Messina senza acqua: piove, si è ri-rotta la condotta

di Redazione Blitz
Pubblicato il 3 Novembre 2015 11:22 | Ultimo aggiornamento: 3 Novembre 2015 13:39
Messina ancora senza acqua: nuova frana rompe condotta

Gente in fila per l’acqua a Messina (Foto Lapresse)

MESSINA – Si è rotta di nuovo la condotta di Fiumefreddo a Calatabiano che porta l’acqua alla città di Messina. Anche in questo caso, come dieci giorni fa, a causare il guasto è stata una frana causata dal maltempo.

Nei giorni scorsi la tubazione era stata riparata dai tecnici, dopo che la città era rimasta a secco per oltre una settimana. Ma dopo la nuova frana l’erogazione dell’acqua verso Messina è stata interrotta nuovamente. Il direttore dell‘Amam (Azienda meridionale acque Messina), Luigi La Rosa, ha detto: “Ci stiamo recando sul posto per vedere l’entità del danno, comunque valuteremo di attivare anche il bypass”.

 

L’ipotesi, spiega Gianluca Rossellini sul Corriere della Sera, potrebbe essere quella di collegare l’acquedotto dell’Alcantara e quello di Fiumefreddo. Con il guasto di stamattina sembra essersi concretizzato il rischio paventato nei giorni scorsi dal capo del Genio Civile, Leonardo Santoro, secondo il quale, se non si fosse messo in sicurezza il terreno attorno all’acquedotto, a Calatabiano, la condotta sarebbe stata nuovamente a rischio. Le forti piogge e il vento di questi giorni, che hanno colpito la provincia di Catania, causando ingenti danni hanno provocato il nuovo smottamento a Calatabiano e la rottura della condotta.

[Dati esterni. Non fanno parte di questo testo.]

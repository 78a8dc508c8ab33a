//! Tests for category-scoped record operations.

use futures::StreamExt;
use mediadir_core::{
    CollectionAddress, Column, ContentUri, MediaCategory, RecordValues, SortDirection, SortOrder,
    StorageMode,
};
use mediadir_error::MediaDirResult;
use mediadir_storage::{
    ContentProvider, ContentRecordStore, InMemoryProvider, ReadStream, Row, RowCursor, Selection,
    StoreErrorKind, StreamTransfer, VecCursor, WriteStream,
};
use std::sync::Arc;

fn store_with(provider: &Arc<InMemoryProvider>) -> ContentRecordStore {
    ContentRecordStore::new(provider.clone())
}

#[tokio::test]
async fn test_placeholder_round_trip() {
    let provider = Arc::new(InMemoryProvider::default());
    let store = store_with(&provider);

    let uri = store
        .insert_placeholder(MediaCategory::Documents, "q1.pdf", Some("reports"))
        .await
        .unwrap();

    let found = store
        .find_by_display_name(MediaCategory::Documents, "q1.pdf", Some("reports"))
        .await
        .unwrap();
    assert_eq!(found, Some(uri));

    let records = store
        .query_all(MediaCategory::Documents, Some("reports"), None)
        .collect()
        .await
        .unwrap();
    assert_eq!(records.len(), 1);
    let record = &records[0];
    assert_eq!(*record.id(), uri.id());
    assert_eq!(record.display_name(), "q1.pdf");
    assert_eq!(record.mime_type(), "application/pdf");
    assert_eq!(record.relative_path(), "Documents/reports");
    assert_eq!(record.title().as_deref(), Some("q1"));
    assert_eq!(record.bucket().as_deref(), Some("reports"));
    assert!(!record.is_pending());
}

#[tokio::test]
async fn test_newest_duplicate_wins() {
    let provider = Arc::new(InMemoryProvider::default());
    let store = store_with(&provider);

    let older = store
        .insert_placeholder(MediaCategory::Pictures, "cat.png", Some("pets"))
        .await
        .unwrap();
    let newer = store
        .insert_placeholder(MediaCategory::Pictures, "cat.png", Some("pets"))
        .await
        .unwrap();
    assert!(newer.id() > older.id());

    let found = store
        .find_by_display_name(MediaCategory::Pictures, "cat.png", Some("pets"))
        .await
        .unwrap();
    assert_eq!(found, Some(newer));
}

#[tokio::test]
async fn test_lookup_absence_is_not_an_error() {
    let provider = Arc::new(InMemoryProvider::default());
    let store = store_with(&provider);

    let found = store
        .find_by_display_name(MediaCategory::Music, "missing.mp3", None)
        .await
        .unwrap();
    assert_eq!(found, None);

    let records = store
        .query_all(MediaCategory::Music, None, None)
        .collect()
        .await
        .unwrap();
    assert!(records.is_empty());
}

#[tokio::test]
async fn test_hostile_display_name_matches_literally() {
    let provider = Arc::new(InMemoryProvider::default());
    let store = store_with(&provider);

    store
        .insert_placeholder(MediaCategory::Documents, "a.txt", None)
        .await
        .unwrap();

    let found = store
        .find_by_display_name(MediaCategory::Documents, "x' OR '1'='1", None)
        .await
        .unwrap();
    assert_eq!(found, None);
}

#[tokio::test]
async fn test_sub_path_wildcards_match_literally() {
    let provider = Arc::new(InMemoryProvider::default());
    let store = store_with(&provider);

    store
        .insert_placeholder(MediaCategory::Documents, "a.txt", Some("100x done"))
        .await
        .unwrap();

    let records = store
        .query_all(MediaCategory::Documents, Some("100_done"), None)
        .collect()
        .await
        .unwrap();
    assert!(records.is_empty());
}

#[tokio::test]
async fn test_query_is_restartable_and_sees_new_state() {
    let provider = Arc::new(InMemoryProvider::default());
    let store = store_with(&provider);
    let query = store.query_all(MediaCategory::Documents, None, None);

    store
        .insert_placeholder(MediaCategory::Documents, "one.txt", None)
        .await
        .unwrap();
    assert_eq!(query.collect().await.unwrap().len(), 1);

    store
        .insert_placeholder(MediaCategory::Documents, "two.txt", None)
        .await
        .unwrap();
    let names: Vec<String> = query
        .collect()
        .await
        .unwrap()
        .iter()
        .map(|r| r.display_name().clone())
        .collect();
    assert_eq!(names, vec!["two.txt", "one.txt"]);
}

#[tokio::test]
async fn test_query_runs_only_when_polled_and_releases_cursor() {
    let provider = Arc::new(InMemoryProvider::default());
    let store = store_with(&provider);
    for name in ["a.txt", "b.txt", "c.txt"] {
        store
            .insert_placeholder(MediaCategory::Documents, name, None)
            .await
            .unwrap();
    }

    let query = store.query_all(MediaCategory::Documents, None, None);
    let mut stream = query.stream();
    assert_eq!(provider.open_handles(), 0);

    let first = stream.next().await.unwrap().unwrap();
    assert_eq!(first.display_name(), "c.txt");
    assert_eq!(provider.open_handles(), 1);

    drop(stream);
    assert_eq!(provider.open_handles(), 0);

    let all = query.collect().await.unwrap();
    assert_eq!(all.len(), 3);
    assert_eq!(provider.open_handles(), 0);
}

#[tokio::test]
async fn test_sort_override() {
    let provider = Arc::new(InMemoryProvider::default());
    let store = store_with(&provider);
    for name in ["b.txt", "a.txt", "c.txt"] {
        store
            .insert_placeholder(MediaCategory::Documents, name, None)
            .await
            .unwrap();
    }

    let sort = SortOrder::new(Column::DisplayName, SortDirection::Ascending);
    let names: Vec<String> = store
        .query_all(MediaCategory::Documents, None, Some(sort))
        .collect()
        .await
        .unwrap()
        .iter()
        .map(|r| r.display_name().clone())
        .collect();
    assert_eq!(names, vec!["a.txt", "b.txt", "c.txt"]);
}

#[tokio::test]
async fn test_resolve_real_path_depends_on_mode() {
    let scoped = Arc::new(InMemoryProvider::new(StorageMode::Scoped));
    let store = store_with(&scoped);
    store
        .insert_placeholder(MediaCategory::Camera, "IMG_1.jpg", Some("trip"))
        .await
        .unwrap();
    let path = store
        .resolve_real_path(MediaCategory::Camera, "IMG_1.jpg", Some("trip"))
        .await
        .unwrap();
    assert_eq!(path, None);

    let legacy = Arc::new(InMemoryProvider::new(StorageMode::Legacy));
    let store = store_with(&legacy);
    store
        .insert_placeholder(MediaCategory::Camera, "IMG_1.jpg", Some("trip"))
        .await
        .unwrap();
    let path = store
        .resolve_real_path(MediaCategory::Camera, "IMG_1.jpg", Some("trip"))
        .await
        .unwrap();
    assert_eq!(path.as_deref(), Some("/storage/emulated/0/DCIM/trip/IMG_1.jpg"));
}

#[tokio::test]
async fn test_exists_means_openable() {
    let provider = Arc::new(InMemoryProvider::default());
    let store = store_with(&provider);
    let uri = store
        .insert_placeholder(MediaCategory::Documents, "empty.txt", None)
        .await
        .unwrap();

    assert!(store.exists(&uri).await);
    assert_eq!(provider.open_handles(), 0);

    provider.mark_unreadable(&uri).unwrap();
    assert!(!store.exists(&uri).await);
    assert!(store.get(&uri).await.unwrap().is_some());

    let missing = ContentUri::new(CollectionAddress::Files, 999);
    assert!(!store.exists(&missing).await);
}

#[tokio::test]
async fn test_empty_display_name_is_invalid() {
    let provider = Arc::new(InMemoryProvider::default());
    let store = store_with(&provider);
    let err = store
        .insert_placeholder(MediaCategory::Documents, "", None)
        .await
        .unwrap_err();
    assert!(matches!(
        err.store_kind(),
        Some(StoreErrorKind::InvalidArgument(_))
    ));
}

#[tokio::test]
async fn test_empty_display_name_lookups_are_invalid() {
    let provider = Arc::new(InMemoryProvider::new(StorageMode::Legacy));
    let store = store_with(&provider);
    store
        .insert_placeholder(MediaCategory::Documents, "q1.pdf", None)
        .await
        .unwrap();

    let err = store
        .find_by_display_name(MediaCategory::Documents, "", None)
        .await
        .unwrap_err();
    assert!(matches!(
        err.store_kind(),
        Some(StoreErrorKind::InvalidArgument(_))
    ));

    let err = store
        .resolve_real_path(MediaCategory::Documents, "", None)
        .await
        .unwrap_err();
    assert!(matches!(
        err.store_kind(),
        Some(StoreErrorKind::InvalidArgument(_))
    ));
}

#[tokio::test]
async fn test_store_rejection_is_insert_denied() {
    let provider = Arc::new(InMemoryProvider::default());
    let store = store_with(&provider);

    // An unknown suffix infers application/octet-stream, which the image
    // collection refuses.
    let err = store
        .insert_placeholder(MediaCategory::Pictures, "scan.xyz", None)
        .await
        .unwrap_err();
    assert!(matches!(
        err.store_kind(),
        Some(StoreErrorKind::InsertDenied(_))
    ));

    let err = store
        .insert_placeholder(MediaCategory::Documents, "a/b.txt", None)
        .await
        .unwrap_err();
    assert!(matches!(
        err.store_kind(),
        Some(StoreErrorKind::InsertDenied(_))
    ));
}

#[tokio::test]
async fn test_delete_is_idempotent() {
    let provider = Arc::new(InMemoryProvider::default());
    let store = store_with(&provider);
    let uri = store
        .insert_placeholder(MediaCategory::Downloads, "setup.zip", None)
        .await
        .unwrap();

    assert_eq!(store.delete(&uri).await.unwrap(), 1);
    assert_eq!(store.delete(&uri).await.unwrap(), 0);
    assert!(!store.exists(&uri).await);

    let next = store
        .insert_placeholder(MediaCategory::Downloads, "setup.zip", None)
        .await
        .unwrap();
    assert!(next.id() > uri.id());
}

#[tokio::test]
async fn test_update_renames() {
    let provider = Arc::new(InMemoryProvider::default());
    let store = store_with(&provider);
    let uri = store
        .insert_placeholder(MediaCategory::Music, "track.mp3", Some("album"))
        .await
        .unwrap();

    let rows = store
        .update(&uri, &RecordValues::default().with_display_name("intro.mp3"))
        .await
        .unwrap();
    assert_eq!(rows, 1);

    let record = store.get(&uri).await.unwrap().unwrap();
    assert_eq!(record.display_name(), "intro.mp3");
}

#[tokio::test]
async fn test_uri_for_id() {
    let provider = Arc::new(InMemoryProvider::default());
    let store = store_with(&provider);
    let uri = store.uri_for_id(MediaCategory::Movies, 12);
    assert_eq!(uri.to_string(), "content://media/external/video/media/12");
}

#[tokio::test]
async fn test_staged_save_is_visible_after_fill() {
    let provider = Arc::new(InMemoryProvider::default());
    let store = store_with(&provider);
    let transfer = StreamTransfer::new(store.clone());

    let uri = transfer
        .save_staged(MediaCategory::Documents, &b"draft"[..], "notes.txt", None)
        .await
        .unwrap();

    let visible = store
        .query_all(MediaCategory::Documents, None, None)
        .visible_only()
        .collect()
        .await
        .unwrap();
    assert_eq!(visible.len(), 1);
    assert_eq!(*visible[0].id(), uri.id());
    assert_eq!(*visible[0].size(), 5);
}

/// Provider whose rows and mutation counts are scripted.
struct ScriptedProvider {
    rows: Vec<Row>,
    affected: u64,
}

#[async_trait::async_trait]
impl ContentProvider for ScriptedProvider {
    fn storage_mode(&self) -> StorageMode {
        StorageMode::Scoped
    }

    async fn insert(
        &self,
        address: CollectionAddress,
        _values: &RecordValues,
    ) -> MediaDirResult<ContentUri> {
        Ok(ContentUri::new(address, 1))
    }

    async fn query(
        &self,
        _address: CollectionAddress,
        _projection: &[Column],
        _selection: &Selection,
        _sort: &SortOrder,
    ) -> MediaDirResult<Box<dyn RowCursor>> {
        Ok(Box::new(VecCursor::new(self.rows.clone())))
    }

    async fn update(&self, _uri: &ContentUri, _values: &RecordValues) -> MediaDirResult<u64> {
        Ok(self.affected)
    }

    async fn delete(&self, _uri: &ContentUri) -> MediaDirResult<u64> {
        Ok(self.affected)
    }

    async fn open_read(&self, _uri: &ContentUri) -> MediaDirResult<ReadStream> {
        Ok(Box::new(tokio::io::empty()))
    }

    async fn open_write(&self, _uri: &ContentUri) -> MediaDirResult<WriteStream> {
        Ok(Box::new(tokio::io::sink()))
    }
}

#[tokio::test]
async fn test_multi_row_mutation_is_integrity_violation() {
    let store = ContentRecordStore::new(Arc::new(ScriptedProvider {
        rows: Vec::new(),
        affected: 2,
    }));
    let uri = ContentUri::new(CollectionAddress::Files, 1);

    let err = store.delete(&uri).await.unwrap_err();
    assert!(matches!(
        err.store_kind(),
        Some(StoreErrorKind::IntegrityViolation(_))
    ));

    let err = store
        .update(&uri, &RecordValues::default().with_pending(true))
        .await
        .unwrap_err();
    assert!(matches!(
        err.store_kind(),
        Some(StoreErrorKind::IntegrityViolation(_))
    ));
}

#[tokio::test]
async fn test_row_missing_a_column_fails_decoding() {
    let row = Row::new()
        .with(Column::Id, 4i64)
        .with(Column::DisplayName, "q1.pdf".to_string());
    let store = ContentRecordStore::new(Arc::new(ScriptedProvider {
        rows: vec![row],
        affected: 1,
    }));

    let err = store
        .query_all(MediaCategory::Documents, None, None)
        .collect()
        .await
        .unwrap_err();
    assert!(matches!(
        err.store_kind(),
        Some(StoreErrorKind::MalformedRecord(_))
    ));
}

#[tokio::test]
async fn test_negative_size_fails_decoding() {
    let row = Row::new()
        .with(Column::Id, 4i64)
        .with(Column::Title, "q1".to_string())
        .with(Column::DataPath, None::<String>)
        .with(Column::MimeType, "application/pdf".to_string())
        .with(Column::DisplayName, "q1.pdf".to_string())
        .with(Column::Size, -1i64)
        .with(Column::RelativePath, "Documents".to_string())
        .with(Column::Bucket, "Documents".to_string())
        .with(Column::DateModified, 0i64)
        .with(Column::Duration, 0i64)
        .with(Column::IsPending, 0i64);
    let store = ContentRecordStore::new(Arc::new(ScriptedProvider {
        rows: vec![row],
        affected: 1,
    }));

    let err = store
        .query_all(MediaCategory::Documents, None, None)
        .collect()
        .await
        .unwrap_err();
    assert!(matches!(
        err.store_kind(),
        Some(StoreErrorKind::MalformedRecord(_))
    ));
}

Nei giorni scorsi anche a Gela c’erano stati problemi con l’acqua, che veniva erogata ogni due/tre giorni e solo durante la notte. Non solo: secondo una petizione lanciata dai cittadini sul sito Change.org l’acqua era “gialla e a volte non potabile per presenza di colibatteri”. Scrivevano nella petizione:

“L’emergenza idrica a Gela, sesta città della Sicilia è perenne. A fronte della tempestiva e più che legittima mobilitazione per il disagio idrico di Messina. Chiediamo agli organi competenti di utilizzare la stessa attenzione e la stessa celerità anche nei confronti di Gela, dove un contratto di fornitura trentennale ha reso tutti i cittadini schiavi della società erogatrice, che non fornisce un servizio continuo e richiede il pagamento massimo del canone”.